Мелкие капли, разбрызганные из склянки, покрыли Герхарда – будто утренняя роса осела на коже. Не прерывая странной молитвы, Нахтрам снял с огня котелок, установил на столе среди инструментов. Из пузырька тёмного стекла плеснул на тряпицу.
– Герхард, – задумчиво проговорил старик, – отважный и стойкий19
… Ну что ж, проверим, так ли это.Мягкая, терпко пахнущая ткань покрыла лицо инквизитора. И, пока не померкло сознание, он сжимал в здоровой руке оберег – будто тот должен был стать проводником через всё, что его ожидало.
Глава 9
– Пей! Пей, тебе говорят!
Железо раздвигает упрямо сжатые зубы, вливая между ними горькую прохладу.
– Геллия, смилуйся… Нерта, всематерь, не оставь нас в час тягости нашей…

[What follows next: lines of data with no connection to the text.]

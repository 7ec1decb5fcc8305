//! Time source used for token expiry and discovery cache decisions
//!
//! Production code reads the system clock; tests inject a [`ManualClock`] so
//! expiry windows and cache TTLs can be crossed without sleeping.

use std::sync::Arc;
use std::time::{Duration, SystemTime};

use parking_lot::Mutex;

/// Source of the current wall-clock time.
pub trait Clock: Send + Sync {
    fn now(&self) -> SystemTime;
}

/// Reads `SystemTime::now()`.
#[derive(Debug, Default, Clone, Copy)]
pub struct SystemClock;

impl Clock for SystemClock {
    fn now(&self) -> SystemTime {
        SystemTime::now()
    }
}

/// Manually driven clock. Clones share the same underlying time.
#[derive(Debug, Clone)]
pub struct ManualClock {
    now: Arc<Mutex<SystemTime>>,
}

impl ManualClock {
    /// Start the clock at `start`.
    pub fn new(start: SystemTime) -> Self {
        Self {
            now: Arc::new(Mutex::new(start)),
        }
    }

    /// Start the clock at `secs` seconds after the unix epoch.
    pub fn at_unix(secs: u64) -> Self {
        Self::new(SystemTime::UNIX_EPOCH + Duration::from_secs(secs))
    }

    pub fn advance(&self, by: Duration) {
        let mut now = self.now.lock();
        *now += by;
    }

    pub fn set(&self, to: SystemTime) {
        *self.now.lock() = to;
    }
}

impl Clock for ManualClock {
    fn now(&self) -> SystemTime {
        *self.now.lock()
    }
}

/// The clock used when none is supplied.
pub(crate) fn system() -> Arc<dyn Clock> {
    Arc::new(SystemClock)
}
//! Endpoint and runtime settings shared by the OAuth flows

use std::sync::Arc;

use crate::clock::{self, Clock};
use crate::constants::{AUTHORIZE_ENDPOINT, TOKEN_ENDPOINT};
use crate::discovery::OAuthDiscoveryResult;

/// Authorization and token endpoint URLs.
#[derive(Debug, Clone, PartialEq, Eq)]
pub struct OAuthEndpoints {
    pub authorization_endpoint: String,
    pub token_endpoint: String,
}

impl Default for OAuthEndpoints {
    fn default() -> Self {
        Self {
            authorization_endpoint: AUTHORIZE_ENDPOINT.to_string(),
            token_endpoint: TOKEN_ENDPOINT.to_string(),
        }
    }
}

impl From<&OAuthDiscoveryResult> for OAuthEndpoints {
    fn from(result: &OAuthDiscoveryResult) -> Self {
        Self {
            authorization_endpoint: result.authorization_server.authorization_endpoint.clone(),
            token_endpoint: result.authorization_server.token_endpoint.clone(),
        }
    }
}

/// Everything an OAuth credential needs besides the credential itself:
/// where to send token requests, which HTTP client to use, and which clock
/// decides expiry.
#[derive(Clone)]
pub struct OAuthContext {
    pub endpoints: OAuthEndpoints,
    pub http: reqwest::Client,
    pub clock: Arc<dyn Clock>,
}

impl Default for OAuthContext {
    fn default() -> Self {
        Self {
            endpoints: OAuthEndpoints::default(),
            http: reqwest::Client::new(),
            clock: clock::system(),
        }
    }
}

impl std::fmt::Debug for OAuthContext {
    fn fmt(&self, f: &mut std::fmt::Formatter<'_>) -> std::fmt::Result {
        f.debug_struct("OAuthContext")
            .field("endpoints", &self.endpoints)
            .finish_non_exhaustive()
    }
}

impl OAuthContext {
    pub fn with_endpoints(mut self, endpoints: OAuthEndpoints) -> Self {
        self.endpoints = endpoints;
        self
    }

    pub fn with_http_client(mut self, http: reqwest::Client) -> Self {
        self.http = http;
        self
    }

    pub fn with_clock(mut self, clock: Arc<dyn Clock>) -> Self {
        self.clock = clock;
        self
    }
}
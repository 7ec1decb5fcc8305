//! Tasks API.

use crate::client::ApiClient;
use crate::error::Result;
use crate::types::{CreateTaskRequest, ListQuery, Page, Task, UpdateTaskRequest};

const BASE: &str = "/v1/tasks";

/// Tasks API client.
pub struct TasksApi {
    client: ApiClient,
}

impl TasksApi {
    pub(crate) fn new(client: ApiClient) -> Self {
        Self { client }
    }

    /// List tasks, one page at a time.
    pub async fn list(&self, query: &ListQuery) -> Result<Page<Task>> {
        self.client.get_with_query(BASE, query).await
    }

    pub async fn get(&self, id: &str) -> Result<Task> {
        self.client.get(&format!("{BASE}/{id}")).await
    }

    pub async fn create(&self, request: &CreateTaskRequest) -> Result<Task> {
        self.client.post(BASE, request).await
    }

    pub async fn update(&self, id: &str, request: &UpdateTaskRequest) -> Result<Task> {
        self.client.put(&format!("{BASE}/{id}"), request).await
    }

    pub async fn delete(&self, id: &str) -> Result<()> {
        self.client.delete(&format!("{BASE}/{id}")).await
    }
}
//! Timesheet API authentication library
//!
//! Credential types behind one `Authentication` trait, plus the OAuth
//! plumbing they need: PKCE generation, token exchange/refresh, JWT expiry
//! decoding and well-known metadata discovery. It has no dependency on the
//! HTTP client crate and can be used on its own.
//!
//! Typical OAuth 2.1 flow:
//! 1. `OAuth21Auth::generate_pkce()` creates a verifier/challenge pair
//! 2. User authorizes via `OAuth21Auth::build_authorization_url()`
//! 3. `OAuth21Auth::from_authorization_code()` exchanges the returned code
//! 4. The client calls `auth_headers()` before each request; expiring tokens
//!    are refreshed once, however many requests are waiting

pub mod api_key;
pub mod authentication;
mod bearer;
pub mod clock;
pub mod constants;
pub mod context;
pub mod discovery;
pub mod error;
pub mod jwt;
pub mod oauth2;
pub mod oauth21;
pub mod pkce;
pub mod token;

pub use api_key::{ApiKeyAuth, is_valid_api_key};
pub use authentication::{AuthFuture, AuthScheme, Authentication};
pub use clock::{Clock, ManualClock, SystemClock};
pub use constants::*;
pub use context::{OAuthContext, OAuthEndpoints};
pub use discovery::{
    DiscoveryOptions, OAuthDiscovery, OAuthDiscoveryResult, discover_oauth,
};
pub use error::{Error, Result};
pub use oauth2::{OAuth2Auth, OAuth2CodeParams, OAuth2Credentials};
pub use oauth21::{
    AuthorizationUrlParams, OAuth21Auth, OAuth21CodeParams, OAuth21Credentials, OAuth21Options,
};
pub use pkce::{
    CodeChallengeMethod, PkceCodePair, generate_code_challenge, generate_code_verifier,
    generate_pkce_code_pair, is_valid_code_verifier,
};
pub use token::TokenResponse;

Остро, едко пахнет – смолой, травяным соком, чем-то жжёным.
– Одна часть опия и две части молочая…
Звяканье стекла, треск рвущейся ткани, прохладное касание на миг – и тут же боль, бесконечная боль, бескрайняя, как океан, в котором тонет, теряясь, измученное сознание. И – крик, пронзительный, исполненный муки, и оттого ещё более жуткий, что исходит он из собственного рта…
Когда Герхард сумел открыть глаза, Нахтрам спал, уронив голову на стопку чистых холстов. Седые волосы старика рассыпались по столу, и всюду – на волосах, лице, коричневых морщинистых ладонях – застыли бурые капли и капельки, пятна и потёки. Единственная не погасшая свеча мерцала тусклым огоньком, скупо освещая покрытую тёмными разводами скамью.
Инквизитор шевельнулся, и волна боли вновь накрыла с головой, пробившись сквозь замутнённое сознание. Он застонал – сначала глухо, сквозь зубы, потом громче и громче, пока, наконец, стон не перешёл в отчаянный крик. Он кричал, пытаясь вытолкнуть из себя эту боль, что поселилась там, где до сей поры была милостиво затихшая искалеченная кисть.